Sadly, a depressing percentage of the species forming this incredible radiation are now threatened with extinction, the victims of pressures such as loss of habitat, the decline of their pollinators and dispersers, or grazing by introduced mammals. The cliff-dwelling pua ‘ala Brighamia rockii of Moloka’i is now restricted to five locations with an estimated total wild population of less than 200 individuals. A related species on Kaua’i, the olulu Brighamia insignis, may be extinct in the wild, having last been recorded in the form of a single individual in 2014 (it still survives in cultivation). As we earlier saw with the Hawaiian honeycreepers, there is barely a single section of the Hawaiian biota not marked by tragedy.
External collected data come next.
//! HTTP handler functions for the safety score API.

use actix_web::{HttpRequest, HttpResponse, error, web};
use safety_score_server_models::{
    ApiBreakdown, ApiError, ApiHealth, ApiHotspots, ApiSafeZones, ApiScore, ReviewRequest,
};

use crate::AppState;
use crate::review::ReviewValues;

/// `GET /api/health`
pub async fn health() -> HttpResponse {
    HttpResponse::Ok().json(ApiHealth {
        healthy: true,
        version: env!("CARGO_PKG_VERSION").to_string(),
    })
}

/// `POST /sentiment_score`
///
/// Scores the hour/latitude/longitude of a comma-separated review and
/// echoes the parsed values back with the score rounded to two decimals.
pub async fn sentiment_score(
    state: web::Data<AppState>,
    body: web::Json<ReviewRequest>,
) -> HttpResponse {
    let values = match ReviewValues::parse(&body.review) {
        Ok(values) => values,
        Err(e) => {
            log::warn!("Rejected review '{}': {e}", body.review);
            return HttpResponse::BadRequest().json(ApiError::new(e.to_string()));
        }
    };

    let inputs = values.risk_inputs(state.environment());
    let score = state.engine.score(&inputs);

    if !score.is_finite() {
        log::error!("Engine produced non-finite score for {inputs:?}");
        return HttpResponse::InternalServerError()
            .json(ApiError::new("Failed to compute safety score"));
    }

    let response = ApiScore {
        review: values.to_vec(),
        score: round_to_hundredths(score),
    };

    log::info!("response is: {response:?}");

    HttpResponse::Created().json(response)
}

/// `POST /api/safety/breakdown`
///
/// Same input as [`sentiment_score`], returning every scoring component.
pub async fn breakdown(
    state: web::Data<AppState>,
    body: web::Json<ReviewRequest>,
) -> HttpResponse {
    let values = match ReviewValues::parse(&body.review) {
        Ok(values) => values,
        Err(e) => {
            log::warn!("Rejected review '{}': {e}", body.review);
            return HttpResponse::BadRequest().json(ApiError::new(e.to_string()));
        }
    };

    let inputs = values.risk_inputs(state.environment());
    let breakdown = state.engine.assess(&inputs);

    if !breakdown.score.is_finite() {
        log::error!("Engine produced non-finite score for {inputs:?}");
        return HttpResponse::InternalServerError()
            .json(ApiError::new("Failed to compute safety score"));
    }

    HttpResponse::Ok().json(ApiBreakdown {
        review: values.to_vec(),
        inputs,
        breakdown,
    })
}

/// `GET /api/hotspots`
pub async fn hotspots(state: web::Data<AppState>) -> HttpResponse {
    let tables = state.engine.tables();
    HttpResponse::Ok().json(ApiHotspots {
        table: tables.name.clone(),
        hotspot_radius_m: tables.hotspot_radius_m,
        max_risk_distance_m: tables.max_risk_distance_m,
        hotspots: tables.hotspots.clone(),
    })
}

/// `GET /api/safe-zones`
pub async fn safe_zones(state: web::Data<AppState>) -> HttpResponse {
    let tables = state.engine.tables();
    HttpResponse::Ok().json(ApiSafeZones {
        table: tables.name.clone(),
        safe_zones: tables.safe_zones.clone(),
    })
}

/// Turns JSON extraction failures (wrong content type, malformed body,
/// missing `review`) into a 400 with an [`ApiError`] body.
pub fn json_error(err: error::JsonPayloadError, req: &HttpRequest) -> actix_web::Error {
    log::warn!("Rejected body for {}: {err}", req.path());
    let response =
        HttpResponse::BadRequest().json(ApiError::new(format!("Invalid request body: {err}")));
    error::InternalError::from_response(err, response).into()
}

fn round_to_hundredths(value: f64) -> f64 {
    (value * 100.0).round() / 100.0
}

#[cfg(test)]
mod tests {
    use actix_web::test as actix_test;
    use actix_web::{App, http::StatusCode};
    use safety_score::{RiskEngine, RiskTables};
    use safety_score_models::{CompositionPolicy, EnvironmentalFlags, SafetyBand};
    use serde_json::json;

    use super::*;
    use crate::config::ScoringDefaults;

    fn state() -> web::Data<AppState> {
        web::Data::new(AppState::new(
            RiskEngine::embedded(),
            ScoringDefaults::default(),
        ))
    }

    fn additive_state(environment: EnvironmentalFlags) -> web::Data<AppState> {
        let mut tables = RiskTables::embedded();
        tables.composition = CompositionPolicy::EnvironmentalAdditive;
        web::Data::new(AppState::new(
            RiskEngine::new(tables).unwrap(),
            ScoringDefaults { environment },
        ))
    }

    async fn night_score(state: web::Data<AppState>) -> f64 {
        let app =
            actix_test::init_service(App::new().app_data(state).configure(crate::configure)).await;

        let req = actix_test::TestRequest::post()
            .uri("/sentiment_score")
            .set_json(json!({ "review": "23,0,28.6469,77.3164,12,5" }))
            .to_request();
        let resp = actix_test::call_service(&app, req).await;
        assert_eq!(resp.status(), StatusCode::CREATED);

        let body: ApiScore = actix_test::read_body_json(resp).await;
        body.score
    }

    #[test]
    fn rounds_to_two_decimals() {
        assert!((round_to_hundredths(92.004) - 92.0).abs() < f64::EPSILON);
        assert!((round_to_hundredths(6.005_1) - 6.01).abs() < 1e-12);
        assert!((round_to_hundredths(100.0) - 100.0).abs() < f64::EPSILON);
    }

    #[actix_web::test]
    async fn scores_hotspot_at_night() {
        let app = actix_test::init_service(App::new().app_data(state()).configure(crate::configure)).await;

        let req = actix_test::TestRequest::post()
            .uri("/sentiment_score")
            .set_json(json!({ "review": "23,0,28.6469,77.3164,12,5" }))
            .to_request();
        let resp = actix_test::call_service(&app, req).await;
        assert_eq!(resp.status(), StatusCode::CREATED);

        let body: ApiScore = actix_test::read_body_json(resp).await;
        assert_eq!(body.review, vec![23.0, 0.0, 28.6469, 77.3164, 12.0, 5.0]);
        assert!((body.score - 6.0).abs() < f64::EPSILON, "score {}", body.score);
    }

    #[actix_web::test]
    async fn scores_remote_point_in_daytime() {
        let app = actix_test::init_service(App::new().app_data(state()).configure(crate::configure)).await;

        let req = actix_test::TestRequest::post()
            .uri("/sentiment_score")
            .set_json(json!({ "review": "10,30,28.40,76.95,1,1" }))
            .to_request();
        let resp = actix_test::call_service(&app, req).await;
        assert_eq!(resp.status(), StatusCode::CREATED);

        let body: ApiScore = actix_test::read_body_json(resp).await;
        assert!(body.score > 80.0, "score {}", body.score);
    }

    #[actix_web::test]
    async fn rejects_wrong_value_count() {
        let app = actix_test::init_service(App::new().app_data(state()).configure(crate::configure)).await;

        let req = actix_test::TestRequest::post()
            .uri("/sentiment_score")
            .set_json(json!({ "review": "23,0,28.6469,77.3164" }))
            .to_request();
        let resp = actix_test::call_service(&app, req).await;
        assert_eq!(resp.status(), StatusCode::BAD_REQUEST);

        let body: ApiError = actix_test::read_body_json(resp).await;
        assert!(body.error.contains("exactly 6 values"), "{}", body.error);
    }

    #[actix_web::test]
    async fn rejects_non_numeric_values() {
        let app = actix_test::init_service(App::new().app_data(state()).configure(crate::configure)).await;

        let req = actix_test::TestRequest::post()
            .uri("/sentiment_score")
            .set_json(json!({ "review": "23,0,north,77.3164,12,5" }))
            .to_request();
        let resp = actix_test::call_service(&app, req).await;
        assert_eq!(resp.status(), StatusCode::BAD_REQUEST);
    }

    #[actix_web::test]
    async fn rejects_missing_review_field() {
        let app = actix_test::init_service(App::new().app_data(state()).configure(crate::configure)).await;

        let req = actix_test::TestRequest::post()
            .uri("/sentiment_score")
            .set_json(json!({ "text": "23,0,28.6469,77.3164,12,5" }))
            .to_request();
        let resp = actix_test::call_service(&app, req).await;
        assert_eq!(resp.status(), StatusCode::BAD_REQUEST);

        let body: ApiError = actix_test::read_body_json(resp).await;
        assert!(body.error.starts_with("Invalid request body"), "{}", body.error);
    }

    #[actix_web::test]
    async fn rejects_non_json_body() {
        let app = actix_test::init_service(App::new().app_data(state()).configure(crate::configure)).await;

        let req = actix_test::TestRequest::post()
            .uri("/sentiment_score")
            .set_payload("23,0,28.6469,77.3164,12,5")
            .to_request();
        let resp = actix_test::call_service(&app, req).await;
        assert_eq!(resp.status(), StatusCode::BAD_REQUEST);
    }

    #[actix_web::test]
    async fn breakdown_reports_components() {
        let app = actix_test::init_service(App::new().app_data(state()).configure(crate::configure)).await;

        let req = actix_test::TestRequest::post()
            .uri("/api/safety/breakdown")
            .set_json(json!({ "review": "23,0,28.6469,77.3164,12,5" }))
            .to_request();
        let resp = actix_test::call_service(&app, req).await;
        assert_eq!(resp.status(), StatusCode::OK);

        let body: ApiBreakdown = actix_test::read_body_json(resp).await;
        assert!((body.breakdown.location_risk - 0.9).abs() < 1e-12);
        assert!((body.breakdown.time_risk - 1.0).abs() < f64::EPSILON);
        assert_eq!(body.breakdown.band, SafetyBand::Unsafe);
        assert_eq!(
            body.breakdown.dominant_hotspot.as_deref(),
            Some("Anand_Vihar")
        );
        assert_eq!(body.inputs.environment, None);
        assert!(body.breakdown.environmental_adjustment.abs() < f64::EPSILON);
    }

    #[actix_web::test]
    async fn default_flags_apply_under_additive_tables() {
        let safe = EnvironmentalFlags {
            is_crowded: false,
            has_streetlights: true,
            is_near_police: true,
            is_public_transport: false,
        };
        let risky = EnvironmentalFlags {
            is_crowded: true,
            has_streetlights: false,
            is_near_police: false,
            is_public_transport: true,
        };

        let safe_score = night_score(additive_state(safe)).await;
        let risky_score = night_score(additive_state(risky)).await;
        assert!(
            safe_score > risky_score,
            "police+lit = {safe_score}, crowded+unlit = {risky_score}"
        );
    }

    #[actix_web::test]
    async fn breakdown_attaches_flags_under_additive_tables() {
        let flags = ScoringDefaults::default().environment;
        let app = actix_test::init_service(
            App::new()
                .app_data(additive_state(flags))
                .configure(crate::configure),
        )
        .await;

        let req = actix_test::TestRequest::post()
            .uri("/api/safety/breakdown")
            .set_json(json!({ "review": "23,0,28.6469,77.3164,12,5" }))
            .to_request();
        let body: ApiBreakdown = actix_test::call_and_read_body_json(&app, req).await;
        assert_eq!(body.inputs.environment, Some(flags));
        assert!((body.breakdown.environmental_adjustment - 0.3).abs() < 1e-12);
    }

    #[actix_web::test]
    async fn serves_tables_and_health() {
        let app = actix_test::init_service(App::new().app_data(state()).configure(crate::configure)).await;

        let req = actix_test::TestRequest::get().uri("/api/hotspots").to_request();
        let body: ApiHotspots = actix_test::call_and_read_body_json(&app, req).await;
        assert_eq!(body.table, "delhi");
        assert_eq!(body.hotspots.len(), 10);

        let req = actix_test::TestRequest::get().uri("/api/safe-zones").to_request();
        let body: ApiSafeZones = actix_test::call_and_read_body_json(&app, req).await;
        assert!(!body.safe_zones.is_empty());

        let req = actix_test::TestRequest::get().uri("/api/health").to_request();
        let body: ApiHealth = actix_test::call_and_read_body_json(&app, req).await;
        assert!(body.healthy);
    }
}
Crowl, A. A., N. W. Miles, C. J. Visger, K. Hansen, T. Ayers, R. Haberle & N. Cellinese. 2016. A global perspective on Campanulaceae: biogeographic, genomic, and floral evolution. American Journal of Botany 103 (2): 233–245.
Givnish, T. J., K. C. Millam, A. R. Mast, T. B. Paterson, T. J. Theim, A. L. Hipp, J. M. Henss, J. F. Smith, K. R. Wood & K. J. Sytsma. 2009. Origin, adaptive radiation and diversification of the Hawaiian lobeliads (Asterales: Campanulaceae). Proceedings of the Royal Society of London Series B—Biological Sciences 276: 407–416.
Knox, E. B. 2014. The dynamic history of plastid genomes in the Campanulaceae sensu lato is unique among angiosperms. Proceedings of the National Academy of Sciences of the USA 111 (30): 11097–11102.